• Why reboot SQL Server 2000 on a schedule? Well, I found a reason this week. Luckily I didn't get burned. I have a Win2K Advanced Server 2000 active/passive cluster, it's sole use is for SQL Server 2000 Enterprise Edition. NOTHING ELSE. My sysadmin and I were checking out the passive node and decided to reboot it (it hadn't been rebooted in 4 months). OOOPPPS, it never came back up. It would start coming up, give an error about a service or driver that wouldn't start, checkdisk, blue screen, reboot and start all over again. We tried several different things. Nothing helped. I finally walked behind the racks and started pushing all the connectors to see if one was loose. Nothing all were seated properly. But amazing enough, the problem stopped and the passive node came up properly. Maybe one of the fiber optic connectors was just a hair loose. We'll never really know.

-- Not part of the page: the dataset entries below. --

use backon::ExponentialBuilder;
use std::time::Duration;
use tokio_util::sync::CancellationToken;

/// Bounded exponential backoff for idempotent operations.
#[derive(Debug, Clone, Copy, PartialEq, Eq)]
pub struct RetryPolicy {
    /// Total attempts, the first one included. `1` disables retries.
    pub max_attempts: usize,
    pub min_delay: Duration,
    pub max_delay: Duration,
}

impl Default for RetryPolicy {
    fn default() -> Self {
        Self {
            max_attempts: 3,
            min_delay: Duration::from_millis(50),
            max_delay: Duration::from_secs(2),
        }
    }
}

impl RetryPolicy {
    pub fn none() -> Self {
        Self {
            max_attempts: 1,
            ..Self::default()
        }
    }

    pub(crate) fn backoff(&self) -> ExponentialBuilder {
        ExponentialBuilder::default()
            .with_min_delay(self.min_delay)
            .with_max_delay(self.max_delay)
            .with_max_times(self.max_attempts.saturating_sub(1))
            .with_jitter()
    }
}

/// Per-invocation overrides of the client defaults.
#[derive(Debug, Clone, Default)]
pub struct InvokeOptions {
    pub timeout: Option<Duration>,
    pub retry: Option<RetryPolicy>,
    /// Cancelling the token aborts the invocation and its in-flight request.
    pub cancellation: Option<CancellationToken>,
}

impl InvokeOptions {
    pub fn with_timeout(mut self, timeout: Duration) -> Self {
        self.timeout = Some(timeout);
        self
    }

    pub fn with_retry(mut self, retry: RetryPolicy) -> Self {
        self.retry = Some(retry);
        self
    }

    pub fn with_cancellation(mut self, token: CancellationToken) -> Self {
        self.cancellation = Some(token);
        self
    }
}
use tracing_subscriber::{EnvFilter, fmt};

/// Installs a compact subscriber on stderr, so that logs never mix with command output.
///
/// `RUST_LOG` overrides the default filter.
pub fn init() {
    let env_filter = EnvFilter::try_from_default_env()
        .unwrap_or_else(|_| EnvFilter::new("gsi=info,gsi_core=info"));

    let subscriber = fmt::Subscriber::builder()
        .with_env_filter(env_filter)
        .with_writer(std::io::stderr)
        .compact()
        .finish();

    // Already installed when running under a test harness.
    let _ = tracing::subscriber::set_global_default(subscriber);
}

    BUT...what if we hadn't rebooted the passive node? What if the active node had failed? There probably wouldn't have been a working node for it to failover to and we would of had a catastrophe (minor, but try explaining that to management).

    Solution. We are going to reboot the passive node once a month. If it works ok, we will fail the active node over, reboot it, and then fail back to the primary node. This will assure us that both nodes work, failover works both ways AND clear out the tempdb database.